Security moved at once and caught Connor before he reached the side door. He protested, stammering, but the panic in his face said enough. Olivia’s mask finally cracked.
“Ethan, please,” she begged, heels slipping on the marble. “We can talk. I had debts. I panicked.”
“You didn’t panic,” Ethan said in a low, deadly voice. “You got caught.”
When the police entered, the aisle that had been meant for her grand entrance became a walk of shame.
At the church doors, Lily stood frozen, her stomach tied in knots, watching everything unfold until Ethan turned away from the chaos and walked straight back to her like she was the only person in the building who mattered.
He said nothing until they were outside, away from the stained-glass light and the hungry gossip behind them. Up close, it was easy to see the truth. His hands weren’t shaking just from anger. They were shaking from betrayal.

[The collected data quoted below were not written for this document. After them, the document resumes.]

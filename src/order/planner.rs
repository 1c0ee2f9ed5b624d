//! Reorder planning.
//!
//! Translates a single drag operation against a board snapshot into the
//! minimal set of `OrderAssignment`s: one for the moved task, or one per
//! task in the destination section when renormalization is forced. Pure and
//! synchronous; gesture capture and network I/O live elsewhere.

use std::cmp::Ordering;

use super::{
    allocate_between, allocate_end, allocate_start, renormalized_keys, OrderAssignment, Slot,
};
use crate::error::BoardError;
use crate::store::{Section, Task};

/// Where the dragged task was dropped within the destination section.
#[derive(Debug, Clone, Copy, PartialEq, Eq)]
pub enum DropTarget {
    /// Dropped onto an existing task: insert immediately before it.
    OnTask(i64),
    /// Dropped at a logical index (clamped to the section length).
    AtIndex(usize),
    /// Dropped into empty space at the end of the section.
    End,
}

/// One user drag operation.
#[derive(Debug, Clone)]
pub struct MoveRequest {
    pub task_id: i64,
    /// Destination section name; rejected as `InvalidMove` when it is not a
    /// member of the fixed section set.
    pub section: String,
    pub target: DropTarget,
}

/// Compute the assignments for `request` against the board snapshot `tasks`.
///
/// Returns exactly one assignment for the moved task, or, when bisection is
/// exhausted or an exact key tie is detected, a full renormalization of the
/// destination section with the moved task at its resolved position. On
/// `InvalidMove` no assignments are produced and the caller must leave its
/// state untouched.
pub fn plan_reorder(
    tasks: &[Task],
    request: &MoveRequest,
) -> Result<Vec<OrderAssignment>, BoardError> {
    let moved = tasks
        .iter()
        .find(|t| t.id == request.task_id)
        .ok_or_else(|| {
            BoardError::InvalidMove(format!("task {} is not on the board", request.task_id))
        })?;
    let section: Section = request.section.parse()?;

    // Destination snapshot, ascending by key, moved task excluded.
    let mut dest: Vec<&Task> = tasks
        .iter()
        .filter(|t| t.section() == section && t.id != moved.id)
        .collect();
    dest.sort_by(|a, b| a.order.partial_cmp(&b.order).unwrap_or(Ordering::Equal));

    let index = match request.target {
        DropTarget::OnTask(target_id) => dest
            .iter()
            .position(|t| t.id == target_id)
            .ok_or_else(|| {
                BoardError::InvalidMove(format!(
                    "drop target {target_id} is not in section {section}"
                ))
            })?,
        DropTarget::AtIndex(i) => i.min(dest.len()),
        DropTarget::End => dest.len(),
    };

    // An already-corrupt destination (duplicate keys) gets repaired by the
    // same renormalization path instead of planning against garbage.
    if let Some(key) = duplicate_key(&dest) {
        tracing::warn!(%section, key, "duplicate order keys detected, forcing renormalization");
        return Ok(renormalize(&dest, moved, section, index));
    }

    let keys: Vec<f64> = dest.iter().map(|t| t.order).collect();
    let slot = if dest.is_empty() {
        Slot::Key(allocate_end(&keys))
    } else if index == 0 {
        allocate_start(&keys)
    } else if index == dest.len() {
        Slot::Key(allocate_end(&keys))
    } else {
        allocate_between(keys[index - 1], keys[index])
    };

    match slot {
        // An exact tie with an existing key must never be observably created;
        // it is treated the same as exhausted precision.
        Slot::Key(key) if keys.contains(&key) => {
            Ok(renormalize(&dest, moved, section, index))
        }
        Slot::Key(key) => Ok(vec![OrderAssignment {
            task_id: moved.id,
            section,
            order: key,
        }]),
        Slot::Renormalize => Ok(renormalize(&dest, moved, section, index)),
    }
}

/// First order key that appears more than once in a sorted section snapshot.
pub fn duplicate_key(sorted: &[&Task]) -> Option<f64> {
    sorted
        .windows(2)
        .find(|w| w[0].order == w[1].order)
        .map(|w| w[0].order)
}

/// Re-space the whole destination section to `(index + 1) * GAP`, with the
/// moved task spliced in at `index`.
fn renormalize(
    dest: &[&Task],
    moved: &Task,
    section: Section,
    index: usize,
) -> Vec<OrderAssignment> {
    let mut ids: Vec<i64> = dest.iter().map(|t| t.id).collect();
    ids.insert(index, moved.id);
    let keys = renormalized_keys(ids.len());
    ids.into_iter()
        .zip(keys)
        .map(|(task_id, order)| OrderAssignment {
            task_id,
            section,
            order,
        })
        .collect()
}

Because Ethan Parker had not been born into money. Before the hotels, restaurants, and chain of coffee shops with his name on every cup, there had been a tiny apartment, an exhausted mother, and overdue bills pushed under the door.
He had worked his way upward one shift at a time. And when success finally came, he had not hoarded it. In memory of his late wife, he created the Parker Hope Foundation, using his fortune to fund school supplies, hot meals, and shelter beds for people with nowhere else to go.
That was why Lily’s voice had pierced him so deeply.
He looked at this thin girl with street dust in her hair and fear still trembling in her voice. Suddenly the city he claimed to love looked different. Not the skyline. Not the galas. The cold, hungry parts.
“What’s your name?” he asked softly.
“Lily,” she whispered, eyes fixed on the pavement.
“And you’ve been out here by yourself?”
She nodded.
Ethan shut his eyes for a moment, jaw tight. When he opened them again, they were wet. He crouched so they were at eye level.
“Listen to me,” he said, his voice steady now. “You didn’t just stop a wedding today. You saved my life.”
Lily swallowed hard. “I heard her,” she said quietly. “At night in the church.”
Ethan blinked. “Heard who?”
“Olivia. And two men. One sounded like a lawyer. They thought nobody was there.”
She hugged the broken phone to her chest and pushed on before fear could silence her.